I believe it is because some who were working for the CSA now work for SSAT and still lack the capacity to understand something as simple as the very object of the child support assessment act that says that parents should meet the proper financial responsibility toward their child or children and instead misinterpret the object to be that a liable parent should pay as much as can possible trough, but not limited to, distortion of the legislation and abuse of power.

Not Fair said
2. Do we have grounds for an objection and if so how would I word it?

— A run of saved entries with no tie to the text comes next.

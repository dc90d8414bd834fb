use rocket::http::Status;
use serde::Serialize;
use utoipa::ToSchema;

use crate::resp::problem::Problem;

/// One violated input constraint.
#[derive(Debug, Clone, PartialEq, Serialize, ToSchema)]
pub struct Violation {
    pub field: String,
    pub message: String,
}

/// Collects every violated constraint of a request so they can be reported
/// together in a single 400 response instead of one at a time.
#[derive(Debug, Default)]
pub struct Violations(Vec<Violation>);

impl Violations {
    pub fn new() -> Violations {
        Violations::default()
    }

    pub fn push(&mut self, field: impl ToString, message: impl ToString) {
        self.0.push(Violation {
            field: field.to_string(),
            message: message.to_string(),
        });
    }

    /// Adds a violation unless `value` is non-empty after trimming.
    pub fn require_non_empty(&mut self, field: &str, value: &str) {
        if value.trim().is_empty() {
            self.push(field, "must not be empty");
        }
    }

    /// Same check, applied only when the field is present in a partial update.
    pub fn require_non_empty_opt(&mut self, field: &str, value: Option<&str>) {
        if let Some(value) = value {
            self.require_non_empty(field, value);
        }
    }

    pub fn is_empty(&self) -> bool {
        self.0.is_empty()
    }

    pub fn len(&self) -> usize {
        self.0.len()
    }

    pub fn finish(self) -> Result<(), Problem> {
        if self.0.is_empty() {
            return Ok(());
        }

        Err(
            Problem::new(Status::BadRequest, "validation_error", "request validation failed")
                .insert("details", self.0)
                .take(),
        )
    }
}

#[cfg(test)]
mod tests {
    use super::*;

    #[test]
    fn empty_collector_passes() {
        assert!(Violations::new().finish().is_ok());
    }

    #[test]
    fn all_violations_are_reported_together() {
        let mut v = Violations::new();
        v.require_non_empty("name", "  ");
        v.require_non_empty("code", "");
        v.push("capacity", "must be at least 1");

        let problem = v.finish().unwrap_err();
        assert_eq!(problem.status, Status::BadRequest);
        assert_eq!(problem.error, "validation_error");

        let details = problem.body.get("details").expect("details array");
        assert_eq!(details.as_array().map(Vec::len), Some(3));
    }

    #[test]
    fn optional_fields_are_only_checked_when_present() {
        let mut v = Violations::new();
        v.require_non_empty_opt("description", None);
        assert!(v.is_empty());

        v.require_non_empty_opt("description", Some(" "));
        assert!(!v.is_empty());
    }
}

Yes I believe so (as Valere has kindly suggested read the case). However, it is highly unlikely that objection will result in a proper correction, if it even considers that anything has been done wrong (this is part of the abuse of power that, to quote FM Halligan's term, "Infects" the CSA). You would very likely have to take the matter to SSAT. According to what I see as a distinctive trend, taking the matter to SSAT, will have a very good chance of simply having SSAT apply yet another distortion of the legislation. There's a good chance, according to the trend of "CSA style" legislative distortions and abuse of power "infecting" SSAT, that court may be the only way to get a proper decision.

Not Fair said
3. How did our actual income become 110% more than the estimated income ?
I think the above gives some pointers. I think your comment about using a crystal ball may also be a pointer although I'd suggest a wand is more likely the tool of the trade that is utilised.